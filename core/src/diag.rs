//! Diagnostic ring-buffer log.
//!
//! Circular buffer that captures bring-up progress and errors for the
//! optional diagnostic text channel (debug UART). Failures in the run loop
//! are never fatal, so this log is the only place they surface.
//!
//! # Design
//!
//! - Fixed-size, no_std compatible (no heap allocation for buffer)
//! - Single producer (the run loop) / single consumer (the debug drain)
//! - Overwrites oldest entries when full
//! - Includes stage tracking for categorization

use core::cell::UnsafeCell;
use core::sync::atomic::{AtomicUsize, Ordering};

/// Maximum message length in bytes
pub const DIAG_MSG_LEN: usize = 96;

/// Number of entries in the ring buffer (power of 2 for efficient modulo)
pub const DIAG_RING_SIZE: usize = 32;

/// Bring-up stage identifiers for log categorization
#[derive(Debug, Clone, Copy, PartialEq, Eq)]
#[repr(u8)]
pub enum BootStage {
    /// Board/peripheral bring-up
    Board = 0,
    /// Persisted configuration load
    Config = 1,
    /// MAC/network parameter programming
    Mac = 2,
    /// DHCP address acquisition
    Dhcp = 3,
    /// DNS name resolution
    Dns = 4,
    /// Hardware trigger latch
    Trigger = 5,
    /// Steady-state loop
    Steady = 6,
    /// General/unknown stage
    General = 7,
}

impl BootStage {
    /// Get human-readable stage name
    pub const fn name(&self) -> &'static str {
        match self {
            Self::Board => "BOARD",
            Self::Config => "CONF",
            Self::Mac => "MAC",
            Self::Dhcp => "DHCP",
            Self::Dns => "DNS",
            Self::Trigger => "TRIG",
            Self::Steady => "LOOP",
            Self::General => "INIT",
        }
    }
}

/// Single log entry in the ring buffer
#[derive(Clone)]
pub struct DiagEntry {
    /// Message content
    pub msg: [u8; DIAG_MSG_LEN],
    /// Actual message length
    pub len: u8,
    /// Bring-up stage the entry belongs to
    pub stage: BootStage,
    /// True if this is an error, false if just a debug/info log
    pub is_error: bool,
}

impl DiagEntry {
    /// Create a new empty entry
    const fn empty() -> Self {
        Self {
            msg: [0u8; DIAG_MSG_LEN],
            len: 0,
            stage: BootStage::General,
            is_error: false,
        }
    }

    /// Get message as string slice
    pub fn message(&self) -> &str {
        let len = (self.len as usize).min(DIAG_MSG_LEN);
        core::str::from_utf8(&self.msg[..len]).unwrap_or("<invalid utf8>")
    }

    /// Format entry for display: "[STAGE] message"
    pub fn format(&self, buf: &mut [u8]) -> usize {
        let prefix = if self.is_error { "ERR " } else { "" };
        let stage = self.stage.name();
        let msg = self.message();

        let mut pos = 0;

        if pos < buf.len() {
            buf[pos] = b'[';
            pos += 1;
        }
        for &b in prefix.as_bytes() {
            if pos >= buf.len() {
                break;
            }
            buf[pos] = b;
            pos += 1;
        }
        for &b in stage.as_bytes() {
            if pos >= buf.len() {
                break;
            }
            buf[pos] = b;
            pos += 1;
        }
        if pos < buf.len() {
            buf[pos] = b']';
            pos += 1;
        }
        if pos < buf.len() {
            buf[pos] = b' ';
            pos += 1;
        }

        for &b in msg.as_bytes() {
            if pos >= buf.len() {
                break;
            }
            buf[pos] = b;
            pos += 1;
        }

        pos
    }
}

impl Default for DiagEntry {
    fn default() -> Self {
        Self::empty()
    }
}

/// Diagnostic ring-buffer log instance.
///
/// The firmware uses the process-wide instance behind the free functions
/// below; tests construct their own so state is not shared.
pub struct DiagLog {
    ring: UnsafeCell<[DiagEntry; DIAG_RING_SIZE]>,
    write_pos: AtomicUsize,
    read_pos: AtomicUsize,
    total_written: AtomicUsize,
}

// SAFETY: entries are written only by the single producer and read only by
// the single consumer; positions are reserved through the atomics first.
unsafe impl Sync for DiagLog {}

impl DiagLog {
    pub const fn new() -> Self {
        const EMPTY: DiagEntry = DiagEntry::empty();
        Self {
            ring: UnsafeCell::new([EMPTY; DIAG_RING_SIZE]),
            write_pos: AtomicUsize::new(0),
            read_pos: AtomicUsize::new(0),
            total_written: AtomicUsize::new(0),
        }
    }

    /// Log an error message (truncated if too long).
    pub fn error(&self, stage: BootStage, msg: &str) {
        self.log(stage, msg, true);
    }

    /// Log a debug/info message (truncated if too long).
    pub fn debug(&self, stage: BootStage, msg: &str) {
        self.log(stage, msg, false);
    }

    fn log(&self, stage: BootStage, msg: &str, is_error: bool) {
        let write_idx = self.write_pos.fetch_add(1, Ordering::SeqCst) % DIAG_RING_SIZE;

        let mut entry = DiagEntry::empty();
        entry.stage = stage;
        entry.is_error = is_error;

        let bytes = msg.as_bytes();
        let copy_len = bytes.len().min(DIAG_MSG_LEN);
        entry.msg[..copy_len].copy_from_slice(&bytes[..copy_len]);
        entry.len = copy_len as u8;

        // SAFETY: single producer; the slot index was reserved above.
        unsafe {
            (*self.ring.get())[write_idx] = entry;
        }

        self.total_written.fetch_add(1, Ordering::SeqCst);
    }

    /// Pop the oldest unread entry, or `None` if the buffer is empty.
    pub fn pop(&self) -> Option<DiagEntry> {
        let total = self.total_written.load(Ordering::SeqCst);
        let read = self.read_pos.load(Ordering::SeqCst);

        if read >= total {
            return None;
        }

        // If we've overflowed, skip to the oldest entry still available
        let available = total.saturating_sub(read);
        if available > DIAG_RING_SIZE {
            let skip = available - DIAG_RING_SIZE;
            self.read_pos.fetch_add(skip, Ordering::SeqCst);
        }

        let read_idx = self.read_pos.fetch_add(1, Ordering::SeqCst) % DIAG_RING_SIZE;

        // SAFETY: single consumer; the slot was published before total_written
        // advanced past it.
        let entry = unsafe { (*self.ring.get())[read_idx].clone() };
        Some(entry)
    }

    /// How many entries are available to read.
    pub fn available(&self) -> usize {
        let total = self.total_written.load(Ordering::SeqCst);
        let read = self.read_pos.load(Ordering::SeqCst);
        total.saturating_sub(read).min(DIAG_RING_SIZE)
    }

    /// Total number of entries ever written (for overflow detection).
    pub fn count(&self) -> usize {
        self.total_written.load(Ordering::SeqCst)
    }

    /// Discard all unread entries.
    pub fn clear(&self) {
        let current = self.write_pos.load(Ordering::SeqCst);
        self.read_pos.store(current, Ordering::SeqCst);
    }
}

impl Default for DiagLog {
    fn default() -> Self {
        Self::new()
    }
}

/// Process-wide diagnostic log.
static DIAG: DiagLog = DiagLog::new();

/// Log an error message to the process-wide diagnostic log.
pub fn error_log(stage: BootStage, msg: &str) {
    DIAG.error(stage, msg);
}

/// Log a debug/info message to the process-wide diagnostic log.
pub fn debug_log(stage: BootStage, msg: &str) {
    DIAG.debug(stage, msg);
}

/// Pop the oldest entry from the process-wide diagnostic log.
pub fn log_pop() -> Option<DiagEntry> {
    DIAG.pop()
}

/// Unread entries in the process-wide diagnostic log.
pub fn log_available() -> usize {
    DIAG.available()
}

/// Total entries ever written to the process-wide diagnostic log.
pub fn log_count() -> usize {
    DIAG.count()
}

/// Discard all unread entries of the process-wide diagnostic log.
pub fn log_clear() {
    DIAG.clear()
}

________________________

> Exercise description
Reply with the complete records, restated exactly.

> Solution to this task
filename core/src/diag.rs
//! Diagnostic ring-buffer log.
//!
//! Circular buffer that captures bring-up progress and errors for the
//! optional diagnostic text channel (debug UART). Failures in the run loop
//! are never fatal, so this log is the only place they surface.
//!
//! # Design
//!
//! - Fixed-size, no_std compatible (no heap allocation for buffer)
//! - Single producer (the run loop) / single consumer (the debug drain)
//! - Overwrites oldest entries when full
//! - Includes stage tracking for categorization

use core::cell::UnsafeCell;
use core::sync::atomic::{AtomicUsize, Ordering};

/// Maximum message length in bytes
pub const DIAG_MSG_LEN: usize = 96;

/// Number of entries in the ring buffer (power of 2 for efficient modulo)
pub const DIAG_RING_SIZE: usize = 32;

/// Bring-up stage identifiers for log categorization
#[derive(Debug, Clone, Copy, PartialEq, Eq)]
#[repr(u8)]
pub enum BootStage {
    /// Board/peripheral bring-up
    Board = 0,
    /// Persisted configuration load
    Config = 1,
    /// MAC/network parameter programming
    Mac = 2,
    /// DHCP address acquisition
    Dhcp = 3,
    /// DNS name resolution
    Dns = 4,
    /// Hardware trigger latch
    Trigger = 5,
    /// Steady-state loop
    Steady = 6,
    /// General/unknown stage
    General = 7,
}

impl BootStage {
    /// Get human-readable stage name
    pub const fn name(&self) -> &'static str {
        match self {
            Self::Board => "BOARD",
            Self::Config => "CONF",
            Self::Mac => "MAC",
            Self::Dhcp => "DHCP",
            Self::Dns => "DNS",
            Self::Trigger => "TRIG",
            Self::Steady => "LOOP",
            Self::General => "INIT",
        }
    }
}

/// Single log entry in the ring buffer
#[derive(Clone)]
pub struct DiagEntry {
    /// Message content
    pub msg: [u8; DIAG_MSG_LEN],
    /// Actual message length
    pub len: u8,
    /// Bring-up stage the entry belongs to
    pub stage: BootStage,
    /// True if this is an error, false if just a debug/info log
    pub is_error: bool,
}

impl DiagEntry {
    /// Create a new empty entry
    const fn empty() -> Self {
        Self {
            msg: [0u8; DIAG_MSG_LEN],
            len: 0,
            stage: BootStage::General,
            is_error: false,
        }
    }

    /// Get message as string slice
    pub fn message(&self) -> &str {
        let len = (self.len as usize).min(DIAG_MSG_LEN);
        core::str::from_utf8(&self.msg[..len]).unwrap_or("<invalid utf8>")
    }

    /// Format entry for display: "[STAGE] message"
    pub fn format(&self, buf: &mut [u8]) -> usize {
        let prefix = if self.is_error { "ERR " } else { "" };
        let stage = self.stage.name();
        let msg = self.message();

        let mut pos = 0;

        if pos < buf.len() {
            buf[pos] = b'[';
            pos += 1;
        }
        for &b in prefix.as_bytes() {
            if pos >= buf.len() {
                break;
            }
            buf[pos] = b;
            pos += 1;
        }
        for &b in stage.as_bytes() {
            if pos >= buf.len() {
                break;
            }
            buf[pos] = b;
            pos += 1;
        }
        if pos < buf.len() {
            buf[pos] = b']';
            pos += 1;
        }
        if pos < buf.len() {
            buf[pos] = b' ';
            pos += 1;
        }

        for &b in msg.as_bytes() {
            if pos >= buf.len() {
                break;
            }
            buf[pos] = b;
            pos += 1;
        }

        pos
    }
}

impl Default for DiagEntry {
    fn default() -> Self {
        Self::empty()
    }
}

/// Diagnostic ring-buffer log instance.
///
/// The firmware uses the process-wide instance behind the free functions
/// below; tests construct their own so state is not shared.
pub struct DiagLog {
    ring: UnsafeCell<[DiagEntry; DIAG_RING_SIZE]>,
    write_pos: AtomicUsize,
    read_pos: AtomicUsize,
    total_written: AtomicUsize,
}

// SAFETY: entries are written only by the single producer and read only by
// the single consumer; positions are reserved through the atomics first.
unsafe impl Sync for DiagLog {}

impl DiagLog {
    pub const fn new() -> Self {
        const EMPTY: DiagEntry = DiagEntry::empty();
        Self {
            ring: UnsafeCell::new([EMPTY; DIAG_RING_SIZE]),
            write_pos: AtomicUsize::new(0),
            read_pos: AtomicUsize::new(0),
            total_written: AtomicUsize::new(0),
        }
    }

    /// Log an error message (truncated if too long).
    pub fn error(&self, stage: BootStage, msg: &str) {
        self.log(stage, msg, true);
    }

    /// Log a debug/info message (truncated if too long).
    pub fn debug(&self, stage: BootStage, msg: &str) {
        self.log(stage, msg, false);
    }

    fn log(&self, stage: BootStage, msg: &str, is_error: bool) {
        let write_idx = self.write_pos.fetch_add(1, Ordering::SeqCst) % DIAG_RING_SIZE;

        let mut entry = DiagEntry::empty();
        entry.stage = stage;
        entry.is_error = is_error;

        let bytes = msg.as_bytes();
        let copy_len = bytes.len().min(DIAG_MSG_LEN);
        entry.msg[..copy_len].copy_from_slice(&bytes[..copy_len]);
        entry.len = copy_len as u8;

        // SAFETY: single producer; the slot index was reserved above.
        unsafe {
            (*self.ring.get())[write_idx] = entry;
        }

        self.total_written.fetch_add(1, Ordering::SeqCst);
    }

    /// Pop the oldest unread entry, or `None` if the buffer is empty.
    pub fn pop(&self) -> Option<DiagEntry> {
        let total = self.total_written.load(Ordering::SeqCst);
        let read = self.read_pos.load(Ordering::SeqCst);

        if read >= total {
            return None;
        }

        // If we've overflowed, skip to the oldest entry still available
        let available = total.saturating_sub(read);
        if available > DIAG_RING_SIZE {
            let skip = available - DIAG_RING_SIZE;
            self.read_pos.fetch_add(skip, Ordering::SeqCst);
        }

        let read_idx = self.read_pos.fetch_add(1, Ordering::SeqCst) % DIAG_RING_SIZE;

        // SAFETY: single consumer; the slot was published before total_written
        // advanced past it.
        let entry = unsafe { (*self.ring.get())[read_idx].clone() };
        Some(entry)
    }

    /// How many entries are available to read.
    pub fn available(&self) -> usize {
        let total = self.total_written.load(Ordering::SeqCst);
        let read = self.read_pos.load(Ordering::SeqCst);
        total.saturating_sub(read).min(DIAG_RING_SIZE)
    }

    /// Total number of entries ever written (for overflow detection).
    pub fn count(&self) -> usize {
        self.total_written.load(Ordering::SeqCst)
    }

    /// Discard all unread entries.
    pub fn clear(&self) {
        let current = self.write_pos.load(Ordering::SeqCst);
        self.read_pos.store(current, Ordering::SeqCst);
    }
}

impl Default for DiagLog {
    fn default() -> Self {
        Self::new()
    }
}

/// Process-wide diagnostic log.
static DIAG: DiagLog = DiagLog::new();

/// Log an error message to the process-wide diagnostic log.
pub fn error_log(stage: BootStage, msg: &str) {
    DIAG.error(stage, msg);
}

/// Log a debug/info message to the process-wide diagnostic log.
pub fn debug_log(stage: BootStage, msg: &str) {
    DIAG.debug(stage, msg);
}

/// Pop the oldest entry from the process-wide diagnostic log.
pub fn log_pop() -> Option<DiagEntry> {
    DIAG.pop()
}

/// Unread entries in the process-wide diagnostic log.
pub fn log_available() -> usize {
    DIAG.available()
}

/// Total entries ever written to the process-wide diagnostic log.
pub fn log_count() -> usize {
    DIAG.count()
}

/// Discard all unread entries of the process-wide diagnostic log.
pub fn log_clear() {
    DIAG.clear()
}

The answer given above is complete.